In the same way that video on the internet primarily started as user-generated content (UGC) on sites like YouTube but eventually evolved into the high-quality, premium subscription content of Netflix, Quibi’s bet is that consumers are ready for the same level of quality video content on the mobile devices where they’ve been trained to watch UGC. Go90’s attempt to launch a mobile-video service made a lot of missteps, but one of the most fatal was likely launching in 2015, years before consumers were ready.
Although Katzenberg had reportedly been thinking about mobile-native premium video for years before founding Quibi, he waited until he felt that the prevailing trends and consumer behaviors reached a point that would be optimal for success.
For well more than a year now, pundits have opined on “the streaming wars,” or the increase in subscription video-on-demand products for consumers, from the established incumbents like Netflix, Amazon Prime Video, and Hulu to new and upcoming entrants like Disney+, Apple TV+, HBO Max, and Peacock.

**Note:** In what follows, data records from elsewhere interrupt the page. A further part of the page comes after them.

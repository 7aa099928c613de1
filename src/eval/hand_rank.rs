use core::fmt;

use serde::{Deserialize, Serialize};

use crate::domain::card::Rank;
use crate::domain::hand::HandRank;

/// Категория покерной руки по силе.
///
/// Порядок сравнения задаёт только `strength()`, а не порядок объявления.
#[derive(Clone, Copy, Debug, PartialEq, Eq, Hash, Serialize, Deserialize)]
pub enum HandCategory {
    HighCard,
    Pair,
    TwoPair,
    ThreeOfAKind,
    Straight,
    Flush,
    FullHouse,
    FourOfAKind,
    StraightFlush,
}

impl HandCategory {
    /// Все категории от слабой к сильной.
    pub const ALL: [HandCategory; 9] = [
        HandCategory::HighCard,
        HandCategory::Pair,
        HandCategory::TwoPair,
        HandCategory::ThreeOfAKind,
        HandCategory::Straight,
        HandCategory::Flush,
        HandCategory::FullHouse,
        HandCategory::FourOfAKind,
        HandCategory::StraightFlush,
    ];

    pub const fn strength(self) -> u8 {
        match self {
            HandCategory::HighCard => 0,
            HandCategory::Pair => 1,
            HandCategory::TwoPair => 2,
            HandCategory::ThreeOfAKind => 3,
            HandCategory::Straight => 4,
            HandCategory::Flush => 5,
            HandCategory::FullHouse => 6,
            HandCategory::FourOfAKind => 7,
            HandCategory::StraightFlush => 8,
        }
    }

    pub fn from_strength(strength: u8) -> Option<Self> {
        HandCategory::ALL
            .into_iter()
            .find(|c| c.strength() == strength)
    }

    /// Человеческое описание категории.
    pub const fn describe(self) -> &'static str {
        match self {
            HandCategory::HighCard => "High card",
            HandCategory::Pair => "One pair",
            HandCategory::TwoPair => "Two pair",
            HandCategory::ThreeOfAKind => "Three of a kind",
            HandCategory::Straight => "Straight",
            HandCategory::Flush => "Flush",
            HandCategory::FullHouse => "Full house",
            HandCategory::FourOfAKind => "Four of a kind",
            HandCategory::StraightFlush => "Straight flush",
        }
    }
}

impl fmt::Display for HandCategory {
    fn fmt(&self, f: &mut fmt::Formatter<'_>) -> fmt::Result {
        f.write_str(self.describe())
    }
}

/// Результат оценки руки: категория + ровно те ранги, которые нужны
/// для разрешения ничьей внутри этой категории.
///
/// Неизменяем после вычисления. Сравнение — в `eval::compare`.
#[derive(Clone, Copy, Debug, PartialEq, Eq, Hash, Serialize, Deserialize)]
pub enum EvaluatedHand {
    /// Пять старших рангов по убыванию.
    HighCard { ranks: [Rank; 5] },
    Pair { pair: Rank, kickers: [Rank; 3] },
    TwoPair { high: Rank, low: Rank, kicker: Rank },
    ThreeOfAKind { trips: Rank, kickers: [Rank; 2] },
    /// Старшая карта серии (для wheel — пятёрка).
    Straight { top: Rank },
    /// Пять старших рангов масти флеша по убыванию.
    Flush { ranks: [Rank; 5] },
    FullHouse { trips: Rank, pair: Rank },
    FourOfAKind { quads: Rank, kicker: Rank },
    StraightFlush { top: Rank },
}

impl EvaluatedHand {
    pub fn category(&self) -> HandCategory {
        match self {
            EvaluatedHand::HighCard { .. } => HandCategory::HighCard,
            EvaluatedHand::Pair { .. } => HandCategory::Pair,
            EvaluatedHand::TwoPair { .. } => HandCategory::TwoPair,
            EvaluatedHand::ThreeOfAKind { .. } => HandCategory::ThreeOfAKind,
            EvaluatedHand::Straight { .. } => HandCategory::Straight,
            EvaluatedHand::Flush { .. } => HandCategory::Flush,
            EvaluatedHand::FullHouse { .. } => HandCategory::FullHouse,
            EvaluatedHand::FourOfAKind { .. } => HandCategory::FourOfAKind,
            EvaluatedHand::StraightFlush { .. } => HandCategory::StraightFlush,
        }
    }

    /// Ключи разрешения ничьей в порядке значимости (от 1 до 5 рангов).
    pub fn tie_break_ranks(&self) -> Vec<Rank> {
        match *self {
            EvaluatedHand::HighCard { ranks } | EvaluatedHand::Flush { ranks } => ranks.to_vec(),
            EvaluatedHand::Pair { pair, kickers } => {
                let mut keys = vec![pair];
                keys.extend_from_slice(&kickers);
                keys
            }
            EvaluatedHand::TwoPair { high, low, kicker } => vec![high, low, kicker],
            EvaluatedHand::ThreeOfAKind { trips, kickers } => {
                let mut keys = vec![trips];
                keys.extend_from_slice(&kickers);
                keys
            }
            EvaluatedHand::Straight { top } | EvaluatedHand::StraightFlush { top } => vec![top],
            EvaluatedHand::FullHouse { trips, pair } => vec![trips, pair],
            EvaluatedHand::FourOfAKind { quads, kicker } => vec![quads, kicker],
        }
    }

    /// Упакованная сила руки (см. `HandRank::from_category_and_ranks`).
    pub fn hand_rank(&self) -> HandRank {
        HandRank::from_category_and_ranks(self.category(), &self.tie_break_ranks())
    }
}

impl fmt::Display for EvaluatedHand {
    fn fmt(&self, f: &mut fmt::Formatter<'_>) -> fmt::Result {
        write!(f, "{}", self.category())?;
        for rank in self.tie_break_ranks() {
            write!(f, " {rank}")?;
        }
        Ok(())
    }
}

impl HandRank {
    /// Собрать HandRank из категории и до 5 рангов (от старшего к младшему).
    ///
    /// Схема кодирования (u32):
    ///   [категория:4 бита][r0:4][r1:4][r2:4][r3:4][r4:4]
    /// Rank: 2..14 (2..A) влазит в 4 бита, отсутствующий ранг = 0.
    pub fn from_category_and_ranks(category: HandCategory, ranks: &[Rank]) -> Self {
        debug_assert!(ranks.len() <= 5, "не больше 5 рангов в HandRank");

        let mut value = u32::from(category.strength()) & 0x0F;
        for slot in 0..5 {
            let nibble = ranks.get(slot).map_or(0, |r| u32::from(r.value()));
            value = (value << 4) | nibble;
        }

        HandRank(value)
    }

    /// Вытащить категорию из HandRank.
    pub fn category(&self) -> Option<HandCategory> {
        HandCategory::from_strength(((self.0 >> 20) & 0x0F) as u8)
    }
}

When people hear about Quibi, they often consider it as just one more streaming service. The truth is, Quibi will be differentiated in ways that all the other streaming services aren’t: It’s meant to be viewed outside the home, it’s the first well-capitalized attempt at premium short-form content, and it’s only available on mobile devices. Katzenberg himself has said that he doesn’t see other streaming services as competition because he believes Quibi will serve an entirely different consumer use case. People won’t be choosing between Netflix or any of the other streamers and Quibi — they’ll either find value in Quibi, or they won’t, and that is mostly within the company’s control.
It is, of course, entirely possible (and maybe even likely) that Quibi launches and is a complete dud, costing years of work from thousands of people and burning nearly $2 billion, as critics seem to assume it will be. Even if that is the case, I think it’s worth applauding making such a bold bet and appreciating the strategy and decisions that have been made prelaunch.
After all — what did Netflix do right? It spent big money and had the right mix of “tech” and “talent” to deliver premium content to people in a way they preferred viewing. And yet, all along the way, Netflix was ridiculed and dismissed by industry insiders — even the heads of major media companies who, for instance, compared Netflix to “the Albanian Army.” While it’s obviously an oversimplification to compare Quibi to Netflix, it is notable that Quibi is making a similar bet.
If Quibi is not ultimately successful and sustainable, I don’t believe it will be due to poor decision-making or a failure to execute, as critics seem to believe. Rather, it will be that Quibi’s fundamental thesis — that people are watching more video on their phone and would be willing to pay for the same quality of content they watch on Netflix at home — is proved wrong. In any case, I think Quibi’s bold bet and intentional strategy should be admired and applauded, not ridiculed. In the premium content business, you either go big or you go(90) home.